WORK REQUIRED: Collect all lines from the records below that include the word "stores".

(Records excerpted from a collection)
****************************************

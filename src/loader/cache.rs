//! Stale-while-revalidate card database cache
//!
//! 1. `initialize` serves the stored snapshot immediately when one exists
//!    and spawns a background version check; otherwise it downloads the
//!    database (reporting progress) and stores it.
//! 2. A background check that finds a new version downloads it, stores it,
//!    and swaps in the new database + search index as one `Arc`. Readers
//!    holding the old snapshot keep using it until they ask again.
//! 3. Background failures are logged and ignored; the stale snapshot keeps
//!    serving.

use crate::core::CardData;
use crate::loader::database::CardDatabase;
use crate::loader::source::{CardDataSource, CardStore};
use crate::logger::Logger;
use crate::resolve::fuzzy::{FuzzyIndex, NameMatcher};
use crate::Result;
use std::sync::atomic::{AtomicBool, Ordering};
use std::sync::{Arc, Mutex, MutexGuard, RwLock};
use tokio::task::JoinHandle;

const LOG_CATEGORY: &str = "cache";

/// A database together with the name index built from it
#[derive(Debug)]
pub struct LoadedDatabase {
    pub db: CardDatabase,
    pub index: FuzzyIndex,
    pub version: Option<String>,
}

impl LoadedDatabase {
    pub fn new(data: CardData, version: Option<String>) -> Result<Self> {
        Ok(Self::from_database(CardDatabase::from_card_data(data)?, version))
    }

    pub fn from_database(db: CardDatabase, version: Option<String>) -> Self {
        let index = FuzzyIndex::index(db.names());
        LoadedDatabase { db, index, version }
    }
}

/// Loading state as shown to a user
#[derive(Debug, Clone, PartialEq)]
pub struct CacheStatus {
    pub loading: bool,
    /// 0..=100
    pub progress: f64,
    pub error: Option<String>,
    /// True while a first-time download (nothing cached) is running
    pub is_first_load: bool,
}

impl Default for CacheStatus {
    fn default() -> Self {
        CacheStatus {
            loading: true,
            progress: 0.0,
            error: None,
            is_first_load: false,
        }
    }
}

/// Card database cache over a remote source and a local store
pub struct DatabaseCache<S, C> {
    source: Arc<S>,
    store: Arc<C>,
    logger: Arc<Logger>,
    current: Arc<RwLock<Option<Arc<LoadedDatabase>>>>,
    status: Arc<Mutex<CacheStatus>>,
    checking_updates: Arc<AtomicBool>,
}

impl<S: CardDataSource, C: CardStore> DatabaseCache<S, C> {
    pub fn new(source: S, store: C, logger: Arc<Logger>) -> Self {
        DatabaseCache {
            source: Arc::new(source),
            store: Arc::new(store),
            logger,
            current: Arc::new(RwLock::new(None)),
            status: Arc::new(Mutex::new(CacheStatus::default())),
            checking_updates: Arc::new(AtomicBool::new(false)),
        }
    }

    /// Get a clone of the cache handle (shares all state)
    pub fn clone_handle(&self) -> Self {
        DatabaseCache {
            source: Arc::clone(&self.source),
            store: Arc::clone(&self.store),
            logger: Arc::clone(&self.logger),
            current: Arc::clone(&self.current),
            status: Arc::clone(&self.status),
            checking_updates: Arc::clone(&self.checking_updates),
        }
    }

    /// Current database, if any has been loaded
    pub fn snapshot(&self) -> Option<Arc<LoadedDatabase>> {
        self.current
            .read()
            .unwrap_or_else(|poisoned| poisoned.into_inner())
            .clone()
    }

    pub fn status(&self) -> CacheStatus {
        lock(&self.status).clone()
    }

    /// Serve the cached snapshot or download a fresh one
    ///
    /// Returns the handle of the background update check when the cached
    /// snapshot was served.
    pub async fn initialize(&self) -> Result<Option<JoinHandle<bool>>> {
        match self.store.load_cards().await {
            Ok(Some(data)) => {
                let version = match self.store.stored_version().await {
                    Ok(version) => version,
                    Err(e) => {
                        self.logger
                            .minimal(LOG_CATEGORY, &format!("Failed to read stored version: {e}"));
                        None
                    }
                };

                match LoadedDatabase::new(data, version.clone()) {
                    Ok(loaded) => {
                        self.logger.normal(
                            LOG_CATEGORY,
                            &format!("Loaded {} cards from cache", loaded.db.len()),
                        );
                        self.publish(loaded);
                        self.update_status(|s| {
                            s.loading = false;
                            s.progress = 100.0;
                            s.error = None;
                            s.is_first_load = false;
                        });

                        let handle = self.clone_handle();
                        return Ok(Some(tokio::spawn(async move {
                            handle.check_for_updates(version).await
                        })));
                    }
                    Err(e) => self.logger.minimal(
                        LOG_CATEGORY,
                        &format!("Cached card database is unusable: {e}"),
                    ),
                }
            }
            Ok(None) => self
                .logger
                .verbose(LOG_CATEGORY, "No cached card database, downloading"),
            Err(e) => self.logger.minimal(
                LOG_CATEGORY,
                &format!("Failed to read cached card database: {e}"),
            ),
        }

        self.download_and_store().await?;
        Ok(None)
    }

    /// Download, store and publish the database, reporting progress
    pub async fn download_and_store(&self) -> Result<()> {
        self.update_status(|s| {
            s.is_first_load = true;
            s.loading = true;
            s.progress = 0.0;
        });

        match self.download().await {
            Ok(()) => Ok(()),
            Err(e) => {
                self.logger.minimal(
                    LOG_CATEGORY,
                    &format!("Failed to download card data: {e}"),
                );
                self.update_status(|s| {
                    s.error = Some(e.to_string());
                    s.loading = false;
                    s.is_first_load = false;
                });
                Err(e)
            }
        }
    }

    /// Force a full re-download
    ///
    /// Must not be called while another download is in flight.
    pub async fn refresh(&self) -> Result<()> {
        self.update_status(|s| s.loading = true);
        self.download_and_store().await
    }

    /// Drop the stored snapshot (the in-memory database stays published)
    pub async fn clear(&self) -> Result<()> {
        self.store.clear().await
    }

    /// Compare versions and swap in a newer database when one exists
    ///
    /// Returns whether a new database was published. Failures are logged
    /// and reported as `false`. Overlapping checks are skipped.
    pub async fn check_for_updates(&self, current_version: Option<String>) -> bool {
        if self.checking_updates.swap(true, Ordering::AcqRel) {
            return false;
        }

        let result = self.try_update(current_version.as_deref()).await;
        self.checking_updates.store(false, Ordering::Release);

        match result {
            Ok(updated) => updated,
            Err(e) => {
                self.logger
                    .minimal(LOG_CATEGORY, &format!("Failed to check for updates: {e}"));
                false
            }
        }
    }

    async fn try_update(&self, current_version: Option<&str>) -> Result<bool> {
        let remote_version = self.source.fetch_version().await?;
        if Some(remote_version.as_str()) == current_version {
            self.logger.verbose(
                LOG_CATEGORY,
                &format!("Card database is up to date ({remote_version})"),
            );
            return Ok(false);
        }

        self.logger.normal(
            LOG_CATEGORY,
            &format!(
                "Card database update available: {} -> {remote_version}",
                current_version.unwrap_or("none")
            ),
        );

        let data = self.source.fetch_card_data(|_| {}).await?;
        self.store.store(&data, &remote_version).await?;
        self.publish(LoadedDatabase::new(data, Some(remote_version))?);

        self.logger
            .normal(LOG_CATEGORY, "Card database updated successfully");
        Ok(true)
    }

    async fn download(&self) -> Result<()> {
        let status = Arc::clone(&self.status);
        let data = self
            .source
            .fetch_card_data(move |progress| lock(&status).progress = progress.percent())
            .await?;

        let version = self.source.fetch_version().await?;
        self.store.store(&data, &version).await?;

        let loaded = LoadedDatabase::new(data, Some(version))?;
        self.logger.normal(
            LOG_CATEGORY,
            &format!("Downloaded {} cards", loaded.db.len()),
        );
        self.publish(loaded);
        self.update_status(|s| {
            s.loading = false;
            s.is_first_load = false;
            s.progress = 100.0;
            s.error = None;
        });
        Ok(())
    }

    fn publish(&self, loaded: LoadedDatabase) {
        let mut current = self
            .current
            .write()
            .unwrap_or_else(|poisoned| poisoned.into_inner());
        *current = Some(Arc::new(loaded));
    }

    fn update_status(&self, update: impl FnOnce(&mut CacheStatus)) {
        update(&mut lock(&self.status));
    }
}

fn lock(status: &Mutex<CacheStatus>) -> MutexGuard<'_, CacheStatus> {
    status.lock().unwrap_or_else(|poisoned| poisoned.into_inner())
}
//! Sanity checks for user-supplied card images
//!
//! Custom backs and commanders come from arbitrary URLs. Hosts often answer
//! a dead link with a tiny placeholder instead of an error, so a response
//! is only accepted when it is a recognizable image of plausible size.

use crate::{FatesealError, Result};
use imagesize::ImageType;

/// Smallest width or height accepted for a card image, in pixels
pub const MIN_CARD_DIMENSION: u32 = 100;

#[derive(Debug, Clone, Copy, PartialEq, Eq)]
pub enum ImageFormat {
    Png,
    Jpeg,
    Gif,
    WebP,
}

#[derive(Debug, Clone, Copy, PartialEq, Eq)]
pub struct ImageInfo {
    pub format: ImageFormat,
    pub width: u32,
    pub height: u32,
}

/// Identify an image and reject unreadable or implausibly small ones
pub fn check_image(bytes: &[u8]) -> Result<ImageInfo> {
    let format = match imagesize::image_type(bytes) {
        Ok(ImageType::Png) => ImageFormat::Png,
        Ok(ImageType::Jpeg) => ImageFormat::Jpeg,
        Ok(ImageType::Gif) => ImageFormat::Gif,
        Ok(ImageType::Webp) => ImageFormat::WebP,
        _ => {
            return Err(FatesealError::ImageLoad(
                "not a PNG, JPEG, GIF or WebP image".to_string(),
            ))
        }
    };

    let size = imagesize::blob_size(bytes)
        .map_err(|e| FatesealError::ImageLoad(format!("unreadable image header: {e}")))?;
    let info = ImageInfo {
        format,
        width: u32::try_from(size.width).unwrap_or(u32::MAX),
        height: u32::try_from(size.height).unwrap_or(u32::MAX),
    };

    if info.width < MIN_CARD_DIMENSION || info.height < MIN_CARD_DIMENSION {
        return Err(FatesealError::ImageLoad(format!(
            "image is only {}x{} pixels",
            info.width, info.height
        )));
    }
    Ok(info)
}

****************************************

EXERCISE SOLUTION:
//!    database (reporting progress) and stores it.
//! 2. A background check that finds a new version downloads it, stores it,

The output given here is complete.